Tata Consumer Products (TCPL) is trading close to its all-time higher, getting run up 32% considering the fact that our initiation about 5 months ago. In this report, we are highlighting the takeaways from the company’s AGM, such as the focus on expanding its on-line and offline distribution to drive the next leg of development. Tea price tag correction, most likely more than the next two months, is a essential variable. A prospective YoY moderate correction in tea costs is most likely, but costs are most likely to be larger than the level two years ago. The new leadership has infused vigour in execution. And, on the entire, we stay rather positive on the stock more than the medium to extended term. Maintain ‘buy’ with a revised TP of Rs 880.
Top eight takeaways:
Portfolio: To strengthen its portfolio and stay aggressive on acquisitions. Eight O’Clock Coffee: Set for India launch DTC model (e-commerce) this week. Immunity well being solutions: An location of focus launches to stick to. Distribution: TCPL will guarantee availability regardless of the second wave. The business is taking measures to make solutions offered everywhere and at all occasions. Non-core firms: The business would continue to evaluate and exit them. Starbucks: Will continue to expand it aggressively—39 shops opened in FY21. E-commerce and synergies: TCPL plans to leverage the Tata super app to raise its e-commerce game. The Tata group has acquired a majority stake in on-line retailer BigBasket, which TCPL would leverage. Capex strategy: Rs 3.5–4billion per year. Outlook and valuation: Favourable base widening sustain ‘buy’ TCPL’s core firms — salt and tea — ought to feed its steady income momentum whilst new businesses—pulses & spices—should provide the income fillip.
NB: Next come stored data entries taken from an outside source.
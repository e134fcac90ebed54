//! Substring search over named nodes and ways.

use crate::model::{MapData, MapNode, MapWay};

/// Nodes whose display name contains `query`. Unnamed nodes never
/// match. Sorted by identifier so output is stable across runs.
#[must_use]
pub fn search_nodes<'a>(data: &'a MapData, query: &str) -> Vec<&'a MapNode> {
    let mut matches: Vec<&MapNode> = data
        .nodes
        .values()
        .filter(|node| node.name.as_deref().is_some_and(|name| name.contains(query)))
        .collect();
    matches.sort_by_key(|node| node.id);
    matches
}

/// Ways whose display name contains `query`, sorted by identifier.
#[must_use]
pub fn search_ways<'a>(data: &'a MapData, query: &str) -> Vec<&'a MapWay> {
    let mut matches: Vec<&MapWay> = data
        .ways
        .values()
        .filter(|way| way.name.as_deref().is_some_and(|name| name.contains(query)))
        .collect();
    matches.sort_by_key(|way| way.id);
    matches
}
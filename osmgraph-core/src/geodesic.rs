//! Great-circle distance on a spherical Earth model.

use geo::Point;

/// Mean Earth radius in kilometers.
pub const EARTH_RADIUS_KM: f64 = 6371.0;

/// Haversine distance in kilometers between two points given as
/// (longitude, latitude) degree pairs.
///
/// Symmetric by construction and zero for identical inputs. Coordinates
/// are not range-checked here; that is the loader's concern. NaN inputs
/// propagate to a NaN result.
#[must_use]
pub fn haversine_distance(a: Point<f64>, b: Point<f64>) -> f64 {
    let lat1 = a.y().to_radians();
    let lat2 = b.y().to_radians();

    let dlat = lat2 - lat1;
    let dlon = (b.x() - a.x()).to_radians();

    let h = (dlat / 2.0).sin().powi(2) + lat1.cos() * lat2.cos() * (dlon / 2.0).sin().powi(2);

    EARTH_RADIUS_KM * 2.0 * h.sqrt().asin()
}
//! Streaming OSM XML parsing.
//!
//! Reads `<node>` and `<way>` elements with their `<tag>` and `<nd>`
//! children and fills the [`MapData`] tables. Elements outside that
//! vocabulary are ignored. A node is kept only when it carries `id`,
//! `lat` and `lon`; a way only when it carries `id` and at least one
//! node reference. The `k="name"` tag convention supplies display
//! names, first occurrence wins.

use std::fs::File;
use std::io::{BufRead, BufReader};
use std::path::Path;

use geo::Point;
use log::info;
use quick_xml::Reader;
use quick_xml::events::BytesStart;
use quick_xml::events::Event;

use crate::model::{MapData, MapNode, MapWay};
use crate::{Error, NodeId, WayId};

/// Element currently being assembled while its children stream past.
enum Pending {
    Node {
        id: NodeId,
        geometry: Point<f64>,
        name: Option<String>,
    },
    Way {
        id: WayId,
        node_ids: Vec<NodeId>,
        name: Option<String>,
    },
}

/// Loads an extract from a `.osm` file on disk.
///
/// # Errors
///
/// Returns an error if the file cannot be read or is not a
/// well-formed extract.
pub fn load_osm_xml(path: impl AsRef<Path>) -> Result<MapData, Error> {
    let file = File::open(path)?;
    read_osm_xml(BufReader::new(file))
}

/// Parses an extract from any buffered reader.
///
/// # Errors
///
/// [`Error::XmlError`] for malformed markup, [`Error::InvalidData`]
/// for attribute values that fail numeric parsing.
pub fn read_osm_xml<R: BufRead>(source: R) -> Result<MapData, Error> {
    let mut reader = Reader::from_reader(source);
    reader.config_mut().trim_text(true);

    let mut data = MapData::default();
    let mut pending: Option<Pending> = None;
    let mut buf = Vec::new();

    loop {
        match reader.read_event_into(&mut buf)? {
            Event::Start(element) => open_element(&element, &mut data, &mut pending, true)?,
            Event::Empty(element) => open_element(&element, &mut data, &mut pending, false)?,
            Event::End(element) => {
                if matches!(element.name().as_ref(), b"node" | b"way") {
                    close_element(pending.take(), &mut data);
                }
            }
            Event::Eof => break,
            _ => {}
        }
        buf.clear();
    }

    info!(
        "loaded {} nodes and {} ways",
        data.node_count(),
        data.way_count()
    );
    Ok(data)
}

fn open_element(
    element: &BytesStart,
    data: &mut MapData,
    pending: &mut Option<Pending>,
    has_children: bool,
) -> Result<(), Error> {
    match element.name().as_ref() {
        b"node" => {
            // Nodes missing any of id/lat/lon are dropped whole
            let (Some(id), Some(lat), Some(lon)) = (
                attribute(element, b"id")?,
                attribute(element, b"lat")?,
                attribute(element, b"lon")?,
            ) else {
                return Ok(());
            };

            let node = Pending::Node {
                id: parse_number::<NodeId>(&id, "node id")?,
                geometry: Point::new(
                    parse_number::<f64>(&lon, "node lon")?,
                    parse_number::<f64>(&lat, "node lat")?,
                ),
                name: None,
            };
            if has_children {
                *pending = Some(node);
            } else {
                close_element(Some(node), data);
            }
        }
        b"way" => {
            let Some(id) = attribute(element, b"id")? else {
                return Ok(());
            };
            // An empty way element has no <nd> children and is dropped
            if has_children {
                *pending = Some(Pending::Way {
                    id: parse_number::<WayId>(&id, "way id")?,
                    node_ids: Vec::new(),
                    name: None,
                });
            }
        }
        b"nd" => {
            if let Some(Pending::Way { node_ids, .. }) = pending {
                if let Some(node_ref) = attribute(element, b"ref")? {
                    node_ids.push(parse_number::<NodeId>(&node_ref, "nd ref")?);
                }
            }
        }
        b"tag" => {
            let name = match pending {
                Some(Pending::Node { name, .. }) | Some(Pending::Way { name, .. }) => name,
                None => return Ok(()),
            };
            if name.is_none() && attribute(element, b"k")?.as_deref() == Some("name") {
                *name = attribute(element, b"v")?;
            }
        }
        _ => {}
    }
    Ok(())
}

fn close_element(pending: Option<Pending>, data: &mut MapData) {
    match pending {
        Some(Pending::Node { id, geometry, name }) => {
            data.nodes.insert(id, MapNode { id, name, geometry });
        }
        Some(Pending::Way { id, node_ids, name }) => {
            // Ways without node references carry no polyline
            if !node_ids.is_empty() {
                data.ways.insert(id, MapWay { id, name, node_ids });
            }
        }
        None => {}
    }
}

fn attribute(element: &BytesStart, key: &[u8]) -> Result<Option<String>, Error> {
    for attr in element.attributes() {
        let attr = attr.map_err(quick_xml::Error::from)?;
        if attr.key.as_ref() == key {
            return Ok(Some(attr.unescape_value()?.into_owned()));
        }
    }
    Ok(None)
}

fn parse_number<T: std::str::FromStr>(value: &str, what: &str) -> Result<T, Error> {
    value
        .parse()
        .map_err(|_| Error::InvalidData(format!("unparseable {what}: {value:?}")))
}
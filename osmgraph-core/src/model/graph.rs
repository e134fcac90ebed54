//! Road graph assembly from way polylines.

use hashbrown::HashMap;
use itertools::Itertools;
use log::debug;

use super::records::MapData;
use crate::NodeId;
use crate::geodesic::haversine_distance;

/// Weighted road graph edge
#[derive(Debug, Clone, Copy, PartialEq)]
pub struct RoadEdge {
    /// Node on the far end of the segment
    pub target: NodeId,
    /// Segment length in kilometers
    pub distance: f64,
}

/// Undirected weighted adjacency structure keyed by node identifier.
///
/// Each way segment contributes one entry per direction with identical
/// weight. Parallel segments from independent ways are all retained.
#[derive(Debug, Clone, Default)]
pub struct RoadGraph {
    adjacency: HashMap<NodeId, Vec<RoadEdge>>,
}

impl RoadGraph {
    /// Outgoing edges of a node; empty for nodes without any edges.
    pub fn neighbors(&self, node: NodeId) -> &[RoadEdge] {
        self.adjacency
            .get(&node)
            .map(Vec::as_slice)
            .unwrap_or(&[])
    }

    /// Number of nodes with at least one incident edge.
    pub fn node_count(&self) -> usize {
        self.adjacency.len()
    }

    /// Number of directed adjacency entries (twice the segment count).
    pub fn edge_entry_count(&self) -> usize {
        self.adjacency.values().map(Vec::len).sum()
    }
}

/// Builds the road graph from the loaded node and way tables.
///
/// For every consecutive node pair of every way polyline, the segment is
/// weighted by its haversine distance and inserted in both directions.
/// A pair is skipped when either endpoint is missing from the node
/// table; real extracts are routinely truncated at their bounding box,
/// so dangling references are expected data, not an error. A dropped
/// middle node does not bridge its neighbours.
#[must_use]
pub fn build_road_graph(data: &MapData) -> RoadGraph {
    let mut adjacency: HashMap<NodeId, Vec<RoadEdge>> = HashMap::new();
    let mut dangling = 0usize;

    for way in data.ways.values() {
        for (&u, &v) in way.node_ids.iter().tuple_windows() {
            let (Some(node_u), Some(node_v)) = (data.nodes.get(&u), data.nodes.get(&v)) else {
                dangling += 1;
                continue;
            };

            let distance = haversine_distance(node_u.geometry, node_v.geometry);
            adjacency
                .entry(u)
                .or_default()
                .push(RoadEdge { target: v, distance });
            adjacency
                .entry(v)
                .or_default()
                .push(RoadEdge { target: u, distance });
        }
    }

    if dangling > 0 {
        debug!("skipped {dangling} way segments with dangling node references");
    }

    RoadGraph { adjacency }
}
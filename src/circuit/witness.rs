//! Circuit witness data structures and constructors.

use ff::PrimeField;

/// Private assignment for one batch of insertions.
///
/// The shape (`commitments.len()` and every `merkle_proofs[i].len()`) fixes the
/// circuit's constraint layout, so key generation synthesizes a blank witness
/// with the same shape as every real batch.
#[derive(Clone, Debug)]
pub struct InsertionWitness<F: PrimeField> {
    /// Index of the first inserted leaf
    pub start_index: u64,
    /// Root before the first insertion
    pub pre_root: F,
    /// Root after the last insertion
    pub post_root: F,
    /// Inserted leaves, in insertion order
    pub commitments: Vec<F>,
    /// Leaf-first siblings for each insertion
    pub merkle_proofs: Vec<Vec<F>>,
}

impl<F: PrimeField> InsertionWitness<F> {
    /// An all-zero witness of the given shape, used for parameter generation.
    pub fn blank(tree_depth: usize, batch_size: usize) -> Self {
        Self {
            start_index: 0,
            pre_root: F::ZERO,
            post_root: F::ZERO,
            commitments: vec![F::ZERO; batch_size],
            merkle_proofs: vec![vec![F::ZERO; tree_depth]; batch_size],
        }
    }

    /// Number of insertions in this witness
    pub fn batch_size(&self) -> usize {
        self.commitments.len()
    }

    /// Whether the witness has exactly the given shape
    pub fn has_shape(&self, tree_depth: usize, batch_size: usize) -> bool {
        self.commitments.len() == batch_size
            && self.merkle_proofs.len() == batch_size
            && self.merkle_proofs.iter().all(|p| p.len() == tree_depth)
    }
}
The business has sharpened the focus on its essential geographies and simplified its company model by exiting non-core markets and firms. Progress on Sampann remains a essential driver for extended-term development, while Q4FY21 disappointed. Integration of the Food & Beverage (F&B) company has widened the direct coverage of outlets by 30% whilst integration of the F&B CFA network has led to price reductions. We retain ‘buy/so’ with a revised TP of Rs 880 (earlier Rs 770) whilst rolling forward the valuation to Dec-22E.
The stock is trading at 44.8x FY23E EPS.